The Rights will expire on the earliest of (a) the close of business on the date that is two years after the date on which the Spin-Off Transaction is consummated (consistent with a presumption period for testing a 355 Ownership Change), (b) the close of business on the date on which the Board determines to no longer pursue the Spin-Off Transaction or that the Spin-Off Transaction will not be consummated with Tax-Free Status, (c) the time at which the Rights are redeemed or exchanged pursuant to the Plan, (d) the close of business on the business day following the certification of the voting results of the Company’s 2024 annual stockholders meeting, if at such meeting the approval of the Plan has not been obtained, (e) the close of business on the day that is 270 days after the date of the Plan, if the approval of the Company’s stockholders has not been obtained by such date and only if as of such date the Cooperation Agreement remains in effect and the Icahn Ownership Event has not occurred, or (f) the time at which the Board of Directors determines that there is no longer a risk of an ownership change under Section 355 of the Code occurring or that an ownership change under Section 355 of the Code would not in any material respect adversely impact or otherwise impair the Tax-Free Status (such earliest date, the “Expiration Date”).

Process to Seek Exemption

The Plan includes a procedures by which the Board of Directors will consider requests, prior to the Stock Acquisition Date, from any person who desires to effect any acquisition of Common Stock that would, if consummated, result in such person beneficially owning 4.9% (9.9% in the case of a passive investor or, in the case of the Icahn Group or any member of the Icahn Group, the applicable amounts set forth above) or more of the then outstanding shares of Common Stock. The Board of Directors will only grant an exemption in response to an exemption request if the Board of Directors determines that the acquisition of shares of Common Stock by the requesting person (A) will not in any material respect adversely impact or otherwise impair the Tax-Free Status or (B) is in the best interests of the Company despite the fact that it may adversely impact in a material respect or otherwise impair the Tax-Free Status.

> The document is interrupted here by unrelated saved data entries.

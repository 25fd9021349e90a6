use std::env;
use std::time::Duration;

use serde::{Deserialize, Serialize};

use crate::{ConfigError, env_parse};

fn default_enabled() -> bool {
    true
}

fn default_provider() -> String {
    "deepseek".to_string()
}

fn default_api_url() -> String {
    "https://api.deepseek.com/chat/completions".to_string()
}

fn default_model() -> String {
    "deepseek-chat".to_string()
}

fn default_temperature() -> f32 {
    0.3
}

fn default_max_tokens() -> u32 {
    1000
}

fn default_timeout_seconds() -> u64 {
    30
}

#[derive(Debug, Clone, Serialize, Deserialize)]
#[serde(default)]
pub struct TranslatorConfig {
    #[serde(default = "default_enabled")]
    pub enabled: bool,
    #[serde(default = "default_provider")]
    pub provider: String,
    #[serde(default)]
    pub api_key: String,
    #[serde(default = "default_api_url")]
    pub api_url: String,
    #[serde(default = "default_model")]
    pub model: String,
    #[serde(default = "default_temperature")]
    pub temperature: f32,
    #[serde(default = "default_max_tokens")]
    pub max_tokens: u32,
    /// Transport timeout for a single request, retries wait on top of it
    #[serde(default = "default_timeout_seconds")]
    pub timeout_seconds: u64,
}

impl Default for TranslatorConfig {
    fn default() -> Self {
        Self {
            enabled: default_enabled(),
            provider: default_provider(),
            api_key: String::new(),
            api_url: default_api_url(),
            model: default_model(),
            temperature: default_temperature(),
            max_tokens: default_max_tokens(),
            timeout_seconds: default_timeout_seconds(),
        }
    }
}

impl TranslatorConfig {
    pub fn new() -> Self {
        let mut config = Self::default();
        config.apply_env();
        config
    }

    pub fn apply_env(&mut self) {
        if let Ok(key) = env::var("DEEPSEEK_API_KEY") {
            self.api_key = key;
        }
        if let Ok(url) = env::var("DEEPSEEK_API_URL") {
            self.api_url = url;
        }
        if let Ok(model) = env::var("DEEPSEEK_MODEL") {
            self.model = model;
        }
        if let Some(timeout) = env_parse("TRANSLATE_TIMEOUT_SECONDS") {
            self.timeout_seconds = timeout;
        }
    }

    pub fn timeout(&self) -> Duration {
        Duration::from_secs(self.timeout_seconds)
    }

    /// Check the API key looks usable before any request is made
    pub fn validate(&self) -> Result<(), ConfigError> {
        let key = self.api_key.trim();
        if key.is_empty() {
            return Err(ConfigError::MissingApiKey);
        }
        if !key.starts_with("sk-") {
            return Err(ConfigError::InvalidApiKey);
        }
        Ok(())
    }
}
use crate::retry::RetryClass;

/// Failures a remote translation provider can produce
#[derive(Debug, Clone, PartialEq, Eq, thiserror::Error)]
pub enum TranslateError {
    #[error("Invalid input: {0}")]
    InvalidInput(String),

    #[error("Provider rate limit exceeded, try again later")]
    ProviderRateLimited,

    #[error("Provider server error")]
    ProviderServerError,

    #[error("Network timeout")]
    NetworkTimeout,

    #[error("Provider rejected the API key")]
    ProviderUnauthorized,

    #[error("Malformed provider response: {0}")]
    ProviderMalformedResponse(String),

    #[error("Provider returned an empty translation")]
    EmptyTranslation,

    #[error("{0}")]
    Unknown(String),
}

impl TranslateError {
    /// Retry class of this error, `None` when it must not be retried
    pub fn retry_class(&self) -> Option<RetryClass> {
        match self {
            TranslateError::ProviderRateLimited => Some(RetryClass::RateLimited),
            TranslateError::ProviderServerError => Some(RetryClass::ServerError),
            TranslateError::NetworkTimeout => Some(RetryClass::Timeout),
            TranslateError::InvalidInput(_)
            | TranslateError::ProviderUnauthorized
            | TranslateError::ProviderMalformedResponse(_)
            | TranslateError::EmptyTranslation
            | TranslateError::Unknown(_) => None,
        }
    }

    pub fn is_retryable(&self) -> bool {
        self.retry_class().is_some()
    }
}

pub type TranslateResult<T> = Result<T, TranslateError>;
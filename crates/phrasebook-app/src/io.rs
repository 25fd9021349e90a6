use std::io::Write;
use std::sync::Arc;
use std::time::Duration;

use kanal::{AsyncReceiver, AsyncSender};
use phrasebook_types::AppEvent;
use tokio::io::{AsyncBufRead, AsyncBufReadExt, BufReader};
use tokio_util::sync::CancellationToken;

use crate::render;
use crate::state::AppState;

const PROMPT: &str = "> ";

pub const HELP: &str = "Type a phrase to translate. Commands: :history :stats :clear-cache :quit";

/// Map one stdin line to an event. `Ok(None)` for blank lines,
/// `Err` for unknown `:` commands.
pub fn parse_line(line: &str) -> Result<Option<AppEvent>, String> {
    let line = line.trim();
    if line.is_empty() {
        return Ok(None);
    }

    let event = match line {
        ":history" | ":h" => AppEvent::ShowHistory,
        ":stats" => AppEvent::ShowStats,
        ":clear-cache" => AppEvent::ClearCache,
        ":quit" | ":q" | ":exit" => AppEvent::Quit,
        cmd if cmd.starts_with(':') => return Err(format!("Unknown command: {cmd}")),
        text => AppEvent::TextInput(text.to_string()),
    };
    Ok(Some(event))
}

fn interactive() -> bool {
    atty::is(atty::Stream::Stdin)
}

fn prompt() {
    if interactive() {
        print!("{PROMPT}");
        let _ = std::io::stdout().flush();
    }
}

/// Read stdin lines until EOF or cancellation
pub async fn stdin_watcher(
    cancel: CancellationToken,
    input_tx: AsyncSender<AppEvent>,
    output_tx: AsyncSender<AppEvent>,
) -> anyhow::Result<()> {
    if interactive() {
        println!("{HELP}");
    }
    prompt();

    line_watcher(BufReader::new(tokio::io::stdin()), cancel, input_tx, output_tx).await
}

/// Turn each line of `reader` into an event. EOF sends `Quit`.
pub async fn line_watcher<R: AsyncBufRead + Unpin>(
    reader: R,
    cancel: CancellationToken,
    input_tx: AsyncSender<AppEvent>,
    output_tx: AsyncSender<AppEvent>,
) -> anyhow::Result<()> {
    let mut lines = reader.lines();

    loop {
        let line = tokio::select! {
            line = lines.next_line() => line?,
            _ = cancel.cancelled() => {
                tracing::debug!("Line watcher stopping");
                return Ok(());
            }
        };

        let Some(line) = line else {
            tracing::debug!("Input closed");
            input_tx.send(AppEvent::Quit).await?;
            return Ok(());
        };

        match parse_line(&line) {
            Ok(Some(event)) => {
                let quit = matches!(event, AppEvent::Quit);
                input_tx.send(event).await?;
                if quit {
                    return Ok(());
                }
            }
            Ok(None) => prompt(),
            Err(message) => output_tx.send(AppEvent::ShowError(message)).await?,
        }
    }
}

/// Print everything the event loop produces. Queued events are still
/// printed after cancellation.
pub async fn output_loop(
    cancel: CancellationToken,
    output_rx: AsyncReceiver<AppEvent>,
) -> anyhow::Result<()> {
    loop {
        let event = tokio::select! {
            biased;
            event = output_rx.recv() => match event {
                Ok(event) => event,
                Err(_) => break,
            },
            _ = cancel.cancelled() => break,
        };

        match event {
            AppEvent::ShowTranslation {
                source_text,
                result,
            } => println!("{}", render::translation(&source_text, &result)),
            AppEvent::ShowSuggestions {
                source_lang,
                entries,
            } => println!("{}", render::suggestions(&entries, source_lang)),
            AppEvent::ShowMessage(message) => println!("{message}"),
            AppEvent::ShowError(message) => eprintln!("Error: {message}"),
            other => {
                tracing::trace!("Ignoring {:?} on the output side", std::mem::discriminant(&other));
                continue;
            }
        }
        prompt();
    }

    tracing::debug!("Output loop stopping");
    Ok(())
}

/// Periodically drop expired cache entries
pub async fn cache_sweeper(
    state: Arc<AppState>,
    interval: Duration,
    cancel: CancellationToken,
) -> anyhow::Result<()> {
    let mut ticker = tokio::time::interval(interval);
    ticker.tick().await;

    loop {
        tokio::select! {
            _ = ticker.tick() => {
                let removed = state.router.cache().purge_expired();
                if removed > 0 {
                    tracing::debug!("Cache sweep removed {} expired entries", removed);
                }
            }
            _ = cancel.cancelled() => {
                tracing::debug!("Cache sweeper stopping");
                return Ok(());
            }
        }
    }
}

Consequences of a Person or Group Becoming an Acquiring Person

Flip-In Trigger. If any person or group becomes an Acquiring Person, each holder of a Right (other than Rights beneficially owned by an Acquiring Person, affiliates and associates of an Acquiring Person and certain transferees thereof, which Rights will thereupon become null and void) will thereafter have the right to receive upon exercise of a Right that number of shares of Common Stock having a market value of two times the Purchase Price.

 

C-3


Flip-Over Trigger. If, after any person or group has become an Acquiring Person, the Company is acquired in a merger, consolidation or combination or 50% or more of its consolidated assets, cash flow or earning power are transferred, proper provisions will be made so that each holder of a Right (other than Rights beneficially owned by an Acquiring Person, affiliates and associates of an Acquiring Person and certain transferees thereof, which Rights will have become null and void) will thereafter have the right to receive upon the exercise of a Right that number of shares of common stock of the person (or its parent) with whom the Company has engaged in the foregoing transaction having a market value of two times the Purchase Price.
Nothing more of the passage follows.